Não são poucos os filmes exibidos no Kinoforum que falam sobre a dor da perda, mas Close é um dos únicos que encara a morte sem se debruçar sobre desdobramentos emocionais, talvez porque a morte aqui tenha um sentido não casual, mas simbólico.

Um menino vive sozinho com um pai solteiro, até o dia em que o menino acorda e o pai está morto. Na cena em que o menino encontra o corpo do pai – situação que prescinde de explicações a respeito das condições da morte –, seu único gesto é beber o copo de uísque que o pai havia deixado sobre a cômoda, mas ele não expressa nenhum tipo de descontentamento.

Pelo contrário, o menino assume um tom altivo depois do evento. Ele não avisa quem quer que seja a respeito da morte, conservando o cadáver (com o qual conversa) e passa a investigar os armários e gavetas, descobrindo pôsteres e músicas antigas e gravações de vídeo do pai e de si mesmo quando criança. É curioso perceber que essa morte não é entendida como perda, mesmo o menino tendo consciência de que o pai está, efetivamente, morto: ele evita sistematicamente a entrada de outras pessoas na casa. Que morte é essa, então, que não é perda?

Como dizia Machado de Assis, “agora que está morto, podemos falar bem dele”. O fim da existência material de uma pessoa preserva sua memória, moldada individualmente por cada um dos memoriosos. O pai falecido, o menino não precisa encarar suas contradições e ausências e pode se relacionar muito mais facilmente com a ideia de “pai” e com todo o universo simbólico a ele associado, universo esse de uma “mitologia masculina”: o tomar uísque, o fazer a barba, o ser um “homem grande”, vocativo que o pai endereça ao filho.

O filme se passa em torno da data do aniversário de treze anos do menino, a respeito da qual ouvimos pela primeira vez o pai dizer que seu filho é um “big man”. Da mesma forma, numa gravação antiga do nascimento do nosso protagonista vê-se o pai chamando o menino de “big man”. A morte do pai, então, assim como o aniversário é marca indelével da passagem do tempo, parte de um ritual de transição onde ele se torna um homem adulto. Essa morte, então, tem um sentido necessário e progressivo, porque permite ao rapaz acessar todo um universo material que a presença do pai impedia – quase uma cadeia sucessória.
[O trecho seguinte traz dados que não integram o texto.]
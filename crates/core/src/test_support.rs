//! In-memory engines and collaborators for unit tests.

use crate::engine::{
    Capability, EngineError, RecognitionEngine, RecognitionSegment, RecognitionSink,
    SynthesisEngine, SynthesisVoice, Utterance, UtteranceSink,
};
use crate::events::{EventBus, SessionEvent};
use crate::history::SessionHistory;
use crate::transcript::TranscriptEntry;
use crate::tutor::{Tutor, UpstreamError};
use crate::types::SessionConfig;
use async_trait::async_trait;
use std::collections::VecDeque;
use std::sync::atomic::{AtomicUsize, Ordering};
use std::sync::{Arc, Mutex};
use std::time::Duration;
use tokio::sync::Semaphore;

const WAIT_TIMEOUT: Duration = Duration::from_secs(2);
const POLL_INTERVAL: Duration = Duration::from_millis(5);

/// Polls `condition` until it holds, panicking after a timeout.
pub async fn eventually(condition: impl Fn() -> bool) {
    tokio::time::timeout(WAIT_TIMEOUT, async {
        while !condition() {
            tokio::time::sleep(POLL_INTERVAL).await;
        }
    })
    .await
    .expect("condition not met in time");
}

/// Records every event published on a bus.
#[derive(Clone)]
pub struct EventLog {
    events: Arc<Mutex<Vec<SessionEvent>>>,
}

impl EventLog {
    pub fn attach(bus: &EventBus) -> Self {
        let events = Arc::new(Mutex::new(Vec::new()));
        let sink = events.clone();
        bus.subscribe_all(move |event| sink.lock().unwrap().push(event.clone()));
        Self { events }
    }

    pub fn events(&self) -> Vec<SessionEvent> {
        self.events.lock().unwrap().clone()
    }

    pub async fn wait_for(&self, predicate: impl Fn(&SessionEvent) -> bool) {
        self.wait_for_count(predicate, 1).await;
    }

    pub async fn wait_for_count(&self, predicate: impl Fn(&SessionEvent) -> bool, count: usize) {
        let events = self.events.clone();
        tokio::time::timeout(WAIT_TIMEOUT, async move {
            loop {
                let seen = events
                    .lock()
                    .unwrap()
                    .iter()
                    .filter(|event| predicate(*event))
                    .count();
                if seen >= count {
                    return;
                }
                tokio::time::sleep(POLL_INTERVAL).await;
            }
        })
        .await
        .expect("expected event was not published in time");
    }
}

/// Recognition engine driven by the test. Reports `Start` as soon as it is started and
/// `End` as soon as it is stopped.
pub struct FakeRecognizer {
    capability: Capability,
    sink: Mutex<Option<RecognitionSink>>,
    refuse_next: Mutex<Option<String>>,
    starts: AtomicUsize,
    stops: AtomicUsize,
}

impl FakeRecognizer {
    fn with_capability(capability: Capability) -> Self {
        Self {
            capability,
            sink: Mutex::new(None),
            refuse_next: Mutex::new(None),
            starts: AtomicUsize::new(0),
            stops: AtomicUsize::new(0),
        }
    }

    pub fn supported() -> Self {
        Self::with_capability(Capability::Supported)
    }

    pub fn unprobed() -> Self {
        Self::with_capability(Capability::UnknownUntilProbed)
    }

    pub fn unsupported() -> Self {
        Self::with_capability(Capability::Unsupported)
    }

    /// Makes the next `start` fail with `class`.
    pub fn refuse_next_start(&self, class: &str) {
        *self.refuse_next.lock().unwrap() = Some(class.to_string());
    }

    pub fn current_sink(&self) -> Option<RecognitionSink> {
        self.sink.lock().unwrap().clone()
    }

    pub fn say(&self, text: &str) {
        self.send_segments(vec![RecognitionSegment::final_text(text)]);
    }

    pub fn interim(&self, text: &str) {
        self.send_segments(vec![RecognitionSegment::interim(text)]);
    }

    fn send_segments(&self, segments: Vec<RecognitionSegment>) {
        if let Some(sink) = self.current_sink() {
            sink.result(segments);
        }
    }

    pub fn fail(&self, class: &str) {
        if let Some(sink) = self.current_sink() {
            sink.error(class);
        }
    }

    /// Ends the current run as if the platform timed out on silence.
    pub fn end_naturally(&self) {
        if let Some(sink) = self.sink.lock().unwrap().take() {
            sink.ended();
        }
    }

    pub fn start_count(&self) -> usize {
        self.starts.load(Ordering::SeqCst)
    }

    pub fn stop_count(&self) -> usize {
        self.stops.load(Ordering::SeqCst)
    }
}

impl RecognitionEngine for FakeRecognizer {
    fn capability(&self) -> Capability {
        self.capability
    }

    fn start(&self, sink: RecognitionSink) -> Result<(), EngineError> {
        if let Some(class) = self.refuse_next.lock().unwrap().take() {
            return Err(EngineError::new(class));
        }
        self.starts.fetch_add(1, Ordering::SeqCst);
        sink.started();
        *self.sink.lock().unwrap() = Some(sink);
        Ok(())
    }

    fn stop(&self) {
        self.stops.fetch_add(1, Ordering::SeqCst);
        if let Some(sink) = self.sink.lock().unwrap().take() {
            sink.ended();
        }
    }
}

/// Synthesis engine that either finishes every utterance at once (`auto`) or holds it
/// until [`FakeSynthesizer::finish_pending`] (`manual`).
pub struct FakeSynthesizer {
    voices: Vec<SynthesisVoice>,
    manual: bool,
    spoken: Mutex<Vec<Utterance>>,
    pending: Mutex<Option<UtteranceSink>>,
    fail_next: Mutex<Option<String>>,
    cancels: AtomicUsize,
}

impl FakeSynthesizer {
    fn new(voices: Vec<SynthesisVoice>, manual: bool) -> Self {
        Self {
            voices,
            manual,
            spoken: Mutex::new(Vec::new()),
            pending: Mutex::new(None),
            fail_next: Mutex::new(None),
            cancels: AtomicUsize::new(0),
        }
    }

    fn default_voices() -> Vec<SynthesisVoice> {
        vec![
            SynthesisVoice::new("Alex", "en-US"),
            SynthesisVoice::new("Samantha", "en-US"),
        ]
    }

    pub fn auto(voices: Vec<SynthesisVoice>) -> Self {
        Self::new(voices, false)
    }

    pub fn manual(voices: Vec<SynthesisVoice>) -> Self {
        Self::new(voices, true)
    }

    pub fn auto_default() -> Self {
        Self::auto(Self::default_voices())
    }

    pub fn manual_default() -> Self {
        Self::manual(Self::default_voices())
    }

    pub fn fail_next(&self, reason: &str) {
        *self.fail_next.lock().unwrap() = Some(reason.to_string());
    }

    pub fn finish_pending(&self) {
        if let Some(sink) = self.pending.lock().unwrap().take() {
            sink.finished();
        }
    }

    pub fn spoken(&self) -> Vec<Utterance> {
        self.spoken.lock().unwrap().clone()
    }

    pub fn cancel_count(&self) -> usize {
        self.cancels.load(Ordering::SeqCst)
    }
}

impl SynthesisEngine for FakeSynthesizer {
    fn voices(&self) -> Vec<SynthesisVoice> {
        self.voices.clone()
    }

    fn speak(&self, utterance: Utterance, sink: UtteranceSink) {
        self.spoken.lock().unwrap().push(utterance);
        sink.started();
        if let Some(reason) = self.fail_next.lock().unwrap().take() {
            sink.failed(reason);
        } else if self.manual {
            *self.pending.lock().unwrap() = Some(sink);
        } else {
            sink.finished();
        }
    }

    fn cancel(&self) {
        self.cancels.fetch_add(1, Ordering::SeqCst);
        if let Some(sink) = self.pending.lock().unwrap().take() {
            sink.failed("interrupted");
        }
    }
}

/// Tutor with queued outcomes. Falls back to echoing the input once the queue is empty.
pub struct ScriptedTutor {
    outcomes: Mutex<VecDeque<Result<String, UpstreamError>>>,
    calls: Mutex<Vec<(String, Vec<TranscriptEntry>)>>,
    gate: Mutex<Option<Arc<Semaphore>>>,
    in_flight: AtomicUsize,
    max_in_flight: AtomicUsize,
}

impl ScriptedTutor {
    pub fn new() -> Self {
        Self {
            outcomes: Mutex::new(VecDeque::new()),
            calls: Mutex::new(Vec::new()),
            gate: Mutex::new(None),
            in_flight: AtomicUsize::new(0),
            max_in_flight: AtomicUsize::new(0),
        }
    }

    pub fn reply(&self, text: &str) {
        self.outcomes
            .lock()
            .unwrap()
            .push_back(Ok(text.to_string()));
    }

    pub fn fail(&self, err: UpstreamError) {
        self.outcomes.lock().unwrap().push_back(Err(err));
    }

    /// Replies wait until [`ScriptedTutor::release`] lets them through.
    pub fn hold_replies(&self) {
        *self.gate.lock().unwrap() = Some(Arc::new(Semaphore::new(0)));
    }

    pub fn release(&self, replies: usize) {
        if let Some(gate) = self.gate.lock().unwrap().as_ref() {
            gate.add_permits(replies);
        }
    }

    pub fn calls(&self) -> Vec<(String, Vec<TranscriptEntry>)> {
        self.calls.lock().unwrap().clone()
    }

    pub fn max_in_flight(&self) -> usize {
        self.max_in_flight.load(Ordering::SeqCst)
    }
}

#[async_trait]
impl Tutor for ScriptedTutor {
    async fn get_reply(
        &self,
        user_input: &str,
        _config: &SessionConfig,
        history: &[TranscriptEntry],
    ) -> Result<String, UpstreamError> {
        self.calls
            .lock()
            .unwrap()
            .push((user_input.to_string(), history.to_vec()));
        let now = self.in_flight.fetch_add(1, Ordering::SeqCst) + 1;
        self.max_in_flight.fetch_max(now, Ordering::SeqCst);

        let gate = self.gate.lock().unwrap().clone();
        if let Some(gate) = gate {
            gate.acquire().await.expect("gate closed").forget();
        }

        self.in_flight.fetch_sub(1, Ordering::SeqCst);
        let outcome = self.outcomes.lock().unwrap().pop_front();
        outcome.unwrap_or_else(|| Ok(format!("Tutor reply to: {user_input}")))
    }
}

#[derive(Default)]
pub struct RecordingHistory {
    ended: Mutex<Vec<String>>,
}

impl RecordingHistory {
    pub fn ended(&self) -> Vec<String> {
        self.ended.lock().unwrap().clone()
    }
}

#[async_trait]
impl SessionHistory for RecordingHistory {
    async fn session_ended(&self, companion_id: &str) -> anyhow::Result<()> {
        self.ended.lock().unwrap().push(companion_id.to_string());
        Ok(())
    }
}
E, no entanto, o menino não enterra esse cadáver, não se desapega dele, da mesma maneira que ainda se apega aos sentidos de uma masculinidade tradicional. Ele reconhece a fragilidade desses sentidos e dessa relação, e por isso preserva o espaço da casa da presença das duas mulheres, da mesma maneira que omite o acontecimento e interioriza a questão, preservando-a de questionamentos: ele prefere continuar a viver com o corpo morto do pai.

Desde o começo do filme vê-se o menino fazer questão de ir para casa cedo, deixando para trás sua amiga. Vê-se o pai sair, deixando o menino sozinho, entediado: a existência dele é condicionada pelo pai. Mas é só no fim do filme que entende-se que essa posição é voluntária, e que ele é quem mais deseja se tornar um “big man”, mantendo vivo o desejo do pai.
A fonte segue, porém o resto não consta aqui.